Endocrine disrupter chemicals affect the humoral antimicrobial activities of gilthead seabream males even upon the cease of the exposure

Abstract

17α-ethynilestradiol (EE₂) and tamoxifen (Tmx) are pollutants world-wide distributed in aquatic environments. Gilthead seabream, Sparus aurata L., is highlighted as a species model of intensively culture in anthropogenic disturbed environments. The effects of these pollutants on gilthead seabream reproduction and some immune responses have been described but, the humoral innate antimicrobial activities have never received attention. In this work we analysed the latest in the plasma of gilthead seabream males of different ages and reproductive stages treated with 0, 2.5, 5 or 50 μg EE₂ or 100 μg Tmx g^-1 food during different times of exposure and of reverting to commercial diet (recovery). The peroxidase and protease activities decreased as the spermatogenesis of the first reproductive cycle (RC) proceeded in control fish. However, only protease and antiprotease activities showed different level at different stages of the second RC in control fish, but showed scarce disruption in fish treated with EE₂ or Tmx. Peroxidase and bactericide activities are more sensitive to EE₂, than to Tmx. The effects induced by EE₂ varied depending on the activity analyzed, the dose and the time of exposure and the reproductive stage and the age of the specimens.

Figure 1

Antimicrobial humoral activities in not treated gilthead seabream males at different times and reproductive stages. Fish at two different moments during the resting stage, previous to the first RC, and the spermatogenesis stage of the first RC (a), at different moments during the spermatogenesis stage of the second RC (b) and at post-spawning and testicular involution of the second RC (c). Data represent means ± standard error (n = 6). Different letters denote statistically significant differences between the groups (P < 0.05).

Figure 2

Antimicrobial humoral activities in gilthead seabream males at the resting stage, previous to the first RC, and the spermatogenesis stage of the first RC. The fish were treated with 0, 5 or 50 µg EE₂ g⁻¹ food and sampled at 7 and 28 days of treatment where the peroxidase (a), the bactericide (b), the protease (c) and the antiprotease (d) activities were studied. Data represent means ± standard error (n = 6). Different letters denote statistically significant differences between the groups (P < 0.05).

Figure 3

Antimicrobial humoral activities in gilthead seabream males during the spermatogenesis stage of the second reproductive cycle treated with EE₂ or Tmx during a short term period and a short recovery time.
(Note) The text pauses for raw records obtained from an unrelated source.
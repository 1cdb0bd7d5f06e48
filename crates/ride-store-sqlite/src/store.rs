// store.rs — SqliteRideStore: durable RideStore on a single SQLite file.
//
// Rides and drivers are stored as JSON documents next to the handful of
// columns that queries filter on (status, passenger, driver_id, identity).
// The document is the source of truth; the columns are kept in step on
// every write.
//
// `atomic_update` runs inside a BEGIN IMMEDIATE transaction, which takes
// the database write lock before the status is read. Two stores opened on
// the same file (or two processes) therefore serialize their updates, and
// the loser re-reads the committed status and reports a Conflict.

use std::fs;
use std::path::{Path, PathBuf};
use std::sync::{Mutex, MutexGuard};
use std::time::Duration;

use chrono::{DateTime, SecondsFormat, Utc};
use rusqlite::{params, Connection, ErrorCode, OptionalExtension, TransactionBehavior};
use tracing::debug;

use ride_lifecycle::store::{check_update, sort_newest_first};
use ride_lifecycle::{
    Driver, DriverId, Identity, Ride, RideDraft, RideFilter, RideId, RideStatus, RideStore,
    StoreError,
};

/// Bumped whenever SCHEMA changes shape.
const SCHEMA_VERSION: i64 = 1;

const SCHEMA: &str = "
CREATE TABLE IF NOT EXISTS drivers (
    driver_id  TEXT PRIMARY KEY,
    identity   TEXT NOT NULL UNIQUE,
    created_at TEXT NOT NULL,
    doc        TEXT NOT NULL
);

CREATE TABLE IF NOT EXISTS rides (
    ride_id    TEXT PRIMARY KEY,
    status     TEXT NOT NULL,
    passenger  TEXT NOT NULL,
    driver_id  TEXT,
    created_at TEXT NOT NULL,
    doc        TEXT NOT NULL
);

CREATE INDEX IF NOT EXISTS rides_by_status ON rides (status);
CREATE INDEX IF NOT EXISTS rides_by_passenger ON rides (passenger);
CREATE INDEX IF NOT EXISTS rides_by_driver ON rides (driver_id);

CREATE TABLE IF NOT EXISTS driver_credits (
    ride_id     TEXT PRIMARY KEY,
    driver_id   TEXT NOT NULL,
    credited_at TEXT NOT NULL
);
";

/// Default wait for the write lock held by another connection.
pub const DEFAULT_BUSY_TIMEOUT: Duration = Duration::from_millis(5_000);

/// RideStore backed by SQLite in WAL mode.
pub struct SqliteRideStore {
    conn: Mutex<Connection>,
    path: Option<PathBuf>,
}

impl SqliteRideStore {
    /// Open (or create) the database at `path`, creating parent directories.
    pub fn open(path: impl AsRef<Path>, busy_timeout: Duration) -> Result<Self, StoreError> {
        let path = path.as_ref();
        if let Some(parent) = path.parent().filter(|p| !p.as_os_str().is_empty()) {
            fs::create_dir_all(parent).map_err(|source| StoreError::IoError {
                path: parent.display().to_string(),
                source,
            })?;
        }

        let conn = Connection::open(path).map_err(db)?;
        conn.busy_timeout(busy_timeout).map_err(db)?;
        conn.execute_batch("PRAGMA journal_mode = WAL;").map_err(db)?;

        let store = Self {
            conn: Mutex::new(conn),
            path: Some(path.to_path_buf()),
        };
        store.migrate()?;
        debug!("opened sqlite ride store at {}", path.display());
        Ok(store)
    }

    /// A private in-memory database. Nothing is shared or persisted.
    pub fn open_in_memory() -> Result<Self, StoreError> {
        let conn = Connection::open_in_memory().map_err(db)?;
        let store = Self {
            conn: Mutex::new(conn),
            path: None,
        };
        store.migrate()?;
        Ok(store)
    }

    /// The database file, or `None` for an in-memory store.
    pub fn path(&self) -> Option<&Path> {
        self.path.as_deref()
    }

    fn migrate(&self) -> Result<(), StoreError> {
        let conn = self.lock()?;
        let version: i64 = conn
            .query_row("PRAGMA user_version", [], |row| row.get(0))
            .map_err(db)?;
        if version > SCHEMA_VERSION {
            return Err(StoreError::Backend(format!(
                "database schema version {} is newer than supported version {}",
                version, SCHEMA_VERSION
            )));
        }
        conn.execute_batch(SCHEMA).map_err(db)?;
        conn.execute_batch(&format!("PRAGMA user_version = {};", SCHEMA_VERSION))
            .map_err(db)?;
        Ok(())
    }

    fn lock(&self) -> Result<MutexGuard<'_, Connection>, StoreError> {
        self.conn
            .lock()
            .map_err(|_| StoreError::Backend("sqlite connection mutex poisoned".to_string()))
    }
}

impl RideStore for SqliteRideStore {
    fn get(&self, ride_id: RideId) -> Result<Option<Ride>, StoreError> {
        let conn = self.lock()?;
        load_ride(&conn, ride_id)
    }

    fn create(&self, draft: RideDraft) -> Result<Ride, StoreError> {
        let ride = Ride::new(draft);
        let doc = serde_json::to_string(&ride)?;
        let conn = self.lock()?;
        conn.execute(
            "INSERT INTO rides (ride_id, status, passenger, driver_id, created_at, doc)
             VALUES (?1, ?2, ?3, NULL, ?4, ?5)",
            params![
                ride.ride_id.to_string(),
                ride.status.as_str(),
                ride.passenger.as_str(),
                timestamp(&ride.created_at),
                doc,
            ],
        )
        .map_err(db)?;
        Ok(ride)
    }

    fn atomic_update(
        &self,
        ride_id: RideId,
        expected: RideStatus,
        mutator: &dyn Fn(&mut Ride),
    ) -> Result<Ride, StoreError> {
        let mut conn = self.lock()?;
        let tx = conn
            .transaction_with_behavior(TransactionBehavior::Immediate)
            .map_err(db)?;

        let current = load_ride(&tx, ride_id)?.ok_or(StoreError::RideNotFound(ride_id))?;
        if current.status != expected {
            return Err(StoreError::Conflict {
                ride_id,
                expected,
                actual: current.status,
            });
        }

        let mut updated = current.clone();
        mutator(&mut updated);
        check_update(expected, &current, &updated)?;

        let doc = serde_json::to_string(&updated)?;
        let changed = tx
            .execute(
                "UPDATE rides SET status = ?1, driver_id = ?2, doc = ?3
                 WHERE ride_id = ?4 AND status = ?5",
                params![
                    updated.status.as_str(),
                    updated.driver.as_ref().map(|d| d.driver_id.to_string()),
                    doc,
                    ride_id.to_string(),
                    expected.as_str(),
                ],
            )
            .map_err(db)?;
        if changed != 1 {
            return Err(StoreError::Backend(format!(
                "ride {} changed while the write lock was held",
                ride_id
            )));
        }

        tx.commit().map_err(db)?;
        Ok(updated)
    }

    fn list_rides(&self, filter: &RideFilter) -> Result<Vec<Ride>, StoreError> {
        let status = filter.status.map(|s| s.as_str());
        let passenger = filter.passenger.as_ref().map(|p| p.as_str().to_string());
        let driver = filter.driver.map(|d| d.to_string());

        let conn = self.lock()?;
        let mut stmt = conn
            .prepare(
                "SELECT doc FROM rides
                 WHERE (?1 IS NULL OR status = ?1)
                   AND (?2 IS NULL OR passenger = ?2)
                   AND (?3 IS NULL OR driver_id = ?3)",
            )
            .map_err(db)?;
        let docs = stmt
            .query_map(params![status, passenger, driver], |row| {
                row.get::<_, String>(0)
            })
            .map_err(db)?;

        let mut rides = Vec::new();
        for doc in docs {
            rides.push(serde_json::from_str::<Ride>(&doc.map_err(db)?)?);
        }
        sort_newest_first(&mut rides);
        Ok(rides)
    }

    fn insert_driver(&self, driver: Driver) -> Result<Driver, StoreError> {
        let doc = serde_json::to_string(&driver)?;
        let conn = self.lock()?;
        let inserted = conn.execute(
            "INSERT INTO drivers (driver_id, identity, created_at, doc) VALUES (?1, ?2, ?3, ?4)",
            params![
                driver.driver_id.to_string(),
                driver.identity.as_str(),
                timestamp(&driver.created_at),
                doc,
            ],
        );
        match inserted {
            Ok(_) => Ok(driver),
            Err(rusqlite::Error::SqliteFailure(e, _)) if e.code == ErrorCode::ConstraintViolation => {
                Err(StoreError::DuplicateDriver {
                    identity: driver.identity,
                })
            }
            Err(e) => Err(db(e)),
        }
    }

    fn get_driver(&self, driver_id: DriverId) -> Result<Option<Driver>, StoreError> {
        let conn = self.lock()?;
        load_driver(&conn, driver_id)
    }

    fn driver_by_identity(&self, identity: &Identity) -> Result<Option<Driver>, StoreError> {
        let conn = self.lock()?;
        let doc: Option<String> = conn
            .query_row(
                "SELECT doc FROM drivers WHERE identity = ?1",
                params![identity.as_str()],
                |row| row.get(0),
            )
            .optional()
            .map_err(db)?;
        doc.map(|d| serde_json::from_str(&d).map_err(StoreError::from))
            .transpose()
    }

    fn list_drivers(&self) -> Result<Vec<Driver>, StoreError> {
        let conn = self.lock()?;
        let mut stmt = conn
            .prepare("SELECT doc FROM drivers ORDER BY created_at, driver_id")
            .map_err(db)?;
        let docs = stmt
            .query_map([], |row| row.get::<_, String>(0))
            .map_err(db)?;

        let mut drivers = Vec::new();
        for doc in docs {
            drivers.push(serde_json::from_str::<Driver>(&doc.map_err(db)?)?);
        }
        Ok(drivers)
    }

    fn credit_completed_ride(
        &self,
        driver_id: DriverId,
        ride_id: RideId,
    ) -> Result<bool, StoreError> {
        let mut conn = self.lock()?;
        let tx = conn
            .transaction_with_behavior(TransactionBehavior::Immediate)
            .map_err(db)?;

        let already = tx
            .query_row(
                "SELECT 1 FROM driver_credits WHERE ride_id = ?1",
                params![ride_id.to_string()],
                |_| Ok(()),
            )
            .optional()
            .map_err(db)?
            .is_some();
        if already {
            return Ok(false);
        }

        let ride = load_ride(&tx, ride_id)?.ok_or(StoreError::RideNotFound(ride_id))?;
        let assigned = ride.driver.as_ref().map(|d| d.driver_id);
        if ride.status != RideStatus::Completed || assigned != Some(driver_id) {
            return Err(StoreError::InvariantViolation {
                ride_id,
                reason: format!("ride is not a completed ride of driver {}", driver_id),
            });
        }

        let mut driver = load_driver(&tx, driver_id)?.ok_or(StoreError::DriverNotFound(driver_id))?;
        driver.total_rides += 1;
        tx.execute(
            "UPDATE drivers SET doc = ?1 WHERE driver_id = ?2",
            params![serde_json::to_string(&driver)?, driver_id.to_string()],
        )
        .map_err(db)?;
        tx.execute(
            "INSERT INTO driver_credits (ride_id, driver_id, credited_at) VALUES (?1, ?2, ?3)",
            params![
                ride_id.to_string(),
                driver_id.to_string(),
                timestamp(&Utc::now())
            ],
        )
        .map_err(db)?;

        tx.commit().map_err(db)?;
        Ok(true)
    }
}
The fish were treated with 0, 5 µg EE₂ or 100 µg Tmx g⁻¹ food during 15 and 30 days and after 6 and 22 days of reverting to the commercial diet. The peroxidase (a), bactericide (b), protease (c) and antiprotease (d) activities were studied. Data represent means ± standard error (n = 6). Different letters denote statistically significant differences between the groups (P < 0.05).

Figure 4

Antimicrobial humoral activities in gilthead seabream males in spermatogenesis stage of the second reproductive cycle treated with EE₂ during a long term period and a long recovery time. The fish were treated with 0, 2.5 or 5 µg EE₂ g⁻¹ food for 83 days (from spermatogenesis stage to post-spawning stage) and after 91 days (testicular involution stage) of reverting to the commercial diet. The peroxidase (a), bactericide (b) protease (c) and antiprotease (d) activities were analyzed. Data represent means ± standard error (n = 6). Different letters denote statistically significant differences between the groups (P < 0.05).

Figure 5

Schematic illustration of the timing of the different experiments related to the reproductive stages and age (years) of the gilthead seabream. RC, reproductive cycle; SG, spermatogenesis stage; S, spawning stage; PS, post-spawning stage; R, resting stage; TI, testicular involution stage; EE₂, 17α-ethynilestradiol; Tmx, tamoxifen; dT, days of treatment; dR, days of recovery. Data obtained from this manuscript and from Chaves-Pozo et al. (2005, 2009)^, and Liarte et al. (2007).